Based on this automated plagiarism check, the pair discovered that around 1 in 16 authors published in the archive used big chunks of copied material, while 1 in 1,000 were found to have copied more than a full paragraph, ​according to Science Insider, which received a complete copy of the dataset underlying the PNAS findings (from which the map below was created). It would seem also that there are serial offenders, with the 3.2 percent of flagged papers coming from around 6 percent of all authors.

When a paper is flagged on arXiv for copied material ("text overlap") it's not rejected or tossed out. It just gets a metadata tag. Some authors choose to leave the paper as is with the note, and others make corrections and resubmit. Another category responds with "indignant objection," according to the PNAS study. "Some authors have insisted that there could not possibly be text overlap," Citron and Ginsparg write, "though the heuristics in place to avoid flagging false positives have proven reliable."

Fortunately, Citron and Ginsparg also found a significant correlation between how much a given paper copies from elsewhere and how often that paper is itself cited in other papers. More copying means less citations and, thus, less impact.
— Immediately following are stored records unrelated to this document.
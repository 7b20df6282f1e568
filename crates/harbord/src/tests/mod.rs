//! Test suites for the harbor daemon.

pub(crate) mod support;
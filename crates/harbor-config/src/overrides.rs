use std::time::Duration;

use camino::Utf8PathBuf;

use crate::defaults::DEFAULT_CONFIG_PATH;

/// Where the configuration file comes from.
#[derive(Debug, Clone, PartialEq, Eq)]
pub struct ConfigSource {
    /// File to decode.
    pub path: Utf8PathBuf,
    /// Whether the operator asked for this path. Missing explicit files are
    /// errors; a missing default file is tolerated.
    pub explicit: bool,
}

impl ConfigSource {
    /// Source pointing at an operator-supplied path.
    #[must_use]
    pub fn explicit(path: impl Into<Utf8PathBuf>) -> Self {
        Self {
            path: path.into(),
            explicit: true,
        }
    }

    /// Source pointing at the default location.
    #[must_use]
    pub fn implicit(path: impl Into<Utf8PathBuf>) -> Self {
        Self {
            path: path.into(),
            explicit: false,
        }
    }
}

impl Default for ConfigSource {
    fn default() -> Self {
        Self::implicit(DEFAULT_CONFIG_PATH)
    }
}

/// Requested verbosity escalation.
#[derive(Debug, Clone, Copy, Default, PartialEq, Eq, PartialOrd, Ord)]
pub enum Verbosity {
    /// Levels stay as configured.
    #[default]
    Normal,
    /// Every sink logs at least at `debug`.
    Debug,
    /// Every sink logs at `trace`.
    Trace,
}

/// Command-line values layered over the file and the defaults.
///
/// Flags are `true` only when the operator passed them; optional values are
/// `Some` only when supplied, so an explicit zero is still an override.
#[derive(Debug, Clone, Default, PartialEq, Eq)]
pub struct CliOverrides {
    /// `--foreground`.
    pub foreground: bool,
    /// `--daemonize` or `--background`.
    pub daemonize: bool,
    /// `--timeout-workers-done`.
    pub workers_done: Option<Duration>,
    /// `--log-disable-console`.
    pub log_disable_console: bool,
    /// `--log-disable-file`.
    pub log_disable_file: bool,
    /// `--debug`/`--trace`.
    pub verbosity: Verbosity,
}
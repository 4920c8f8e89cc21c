// SPDX-License-Identifier: MIT OR Apache-2.0

//! The concurrent verification-tag index.
//!
//! Every packet on every association performs a lookup; structural updates
//! (handshake completion, teardown) are comparatively rare. The index is a
//! sharded map, so lookups on unrelated keys never contend and a lookup
//! racing a removal of the same key sees either the old handle or nothing.
//! Handles are reference counted: a removal unlinks the entry, but the
//! record behind a handle an in-flight lookup already cloned stays valid
//! until that clone is dropped.

use std::sync::atomic::{AtomicUsize, Ordering};
use std::sync::Arc;

use dashmap::mapref::entry::Entry;
use dashmap::DashMap;
use log::warn;

use crate::error::IndexError;
use crate::record::AssocHandle;
use crate::state::Direction;

/// Network namespace identity, supplied by the surrounding flow table.
#[derive(Clone, Copy, Debug, PartialEq, Eq, Hash)]
pub struct NetnsId(pub u32);

/// Exact-match key for one direction of one association.
///
/// The entry stored for record slot `d` indexes packets *addressed to*
/// endpoint `d`: `vtag` is the tag that endpoint announced, and the ports
/// are as such packets carry them (source port of the opposite endpoint).
#[derive(Clone, Copy, Debug, PartialEq, Eq, Hash)]
pub struct VtagKey {
    pub vtag: u32,
    pub sport: u16,
    pub dport: u16,
    pub netns: NetnsId,
    pub dir: Direction,
}

/// Partitioned map from [`VtagKey`] to association handles.
pub struct VtagIndex {
    map: DashMap<VtagKey, AssocHandle>,
    // Occupancy is kept outside the map: `DashMap::len` takes every shard
    // lock, which would deadlock under an entry guard, and a load-then-act
    // check could overshoot the capacity across shards.
    occupancy: AtomicUsize,
    capacity: usize,
}

impl VtagIndex {
    pub fn new(capacity: usize) -> Self {
        VtagIndex {
            map: DashMap::new(),
            occupancy: AtomicUsize::new(0),
            capacity,
        }
    }

    /// Exact-key lookup. The returned handle is cloned under the shard
    /// guard, so it remains usable even if the entry is removed right after
    /// this returns.
    pub fn lookup(&self, key: &VtagKey) -> Option<AssocHandle> {
        self.map.get(key).map(|entry| Arc::clone(entry.value()))
    }

    /// Binds `key` to `handle`.
    ///
    /// Re-inserting the same pairing is a no-op; a key already bound to a
    /// *different* record is rejected with [`IndexError::DuplicateVtag`]
    /// and the existing mapping is preserved. A 32-bit random tag plus the
    /// port qualifier makes genuine collisions a documented residual risk,
    /// not a crash.
    pub fn insert(&self, key: VtagKey, handle: AssocHandle) -> Result<(), IndexError> {
        match self.map.entry(key) {
            Entry::Occupied(occupied) => {
                if Arc::ptr_eq(occupied.get(), &handle) {
                    // A re-insert of the live pairing never counts against
                    // capacity.
                    Ok(())
                } else {
                    warn!(
                        "vtag collision: key {:?} already bound to record {}",
                        key,
                        occupied.get().id()
                    );
                    Err(IndexError::DuplicateVtag)
                }
            }
            Entry::Vacant(vacant) => {
                if !self.reserve_slot() {
                    return Err(IndexError::ResourceExhausted);
                }
                vacant.insert(handle);
                Ok(())
            }
        }
    }

    /// Unlinks `key`. Idempotent: returns whether an entry was present.
    pub fn remove(&self, key: &VtagKey) -> bool {
        let removed = self.map.remove(key).is_some();
        if removed {
            self.occupancy.fetch_sub(1, Ordering::AcqRel);
        }
        removed
    }

    /// Unlinks `key` only while it still maps to `handle`, protecting a
    /// torn-down record from removing a successor's entry.
    pub fn remove_if_bound(&self, key: &VtagKey, handle: &AssocHandle) -> bool {
        let removed = self
            .map
            .remove_if(key, |_, bound| Arc::ptr_eq(bound, handle))
            .is_some();
        if removed {
            self.occupancy.fetch_sub(1, Ordering::AcqRel);
        }
        removed
    }

    pub fn len(&self) -> usize {
        self.occupancy.load(Ordering::Acquire)
    }

    pub fn is_empty(&self) -> bool {
        self.len() == 0
    }

    /// Claims one occupancy slot, failing once `capacity` is reached. The
    /// compare-exchange loop cannot overshoot under concurrent inserts.
    fn reserve_slot(&self) -> bool {
        self.occupancy
            .fetch_update(Ordering::AcqRel, Ordering::Acquire, |n| {
                (n < self.capacity).then_some(n + 1)
            })
            .is_ok()
    }
}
"Since the articles are less frequently cited and presumably little read, it is tempting to speculate that the reused content in these articles goes largely unnoticed and undetected," they write. "Another reason that text reuse might go undetected is that the articles from which the text is copied are also less well-read."

Citron and Gisparg's report can also be found in open-access pre-print form on arXiv—of course.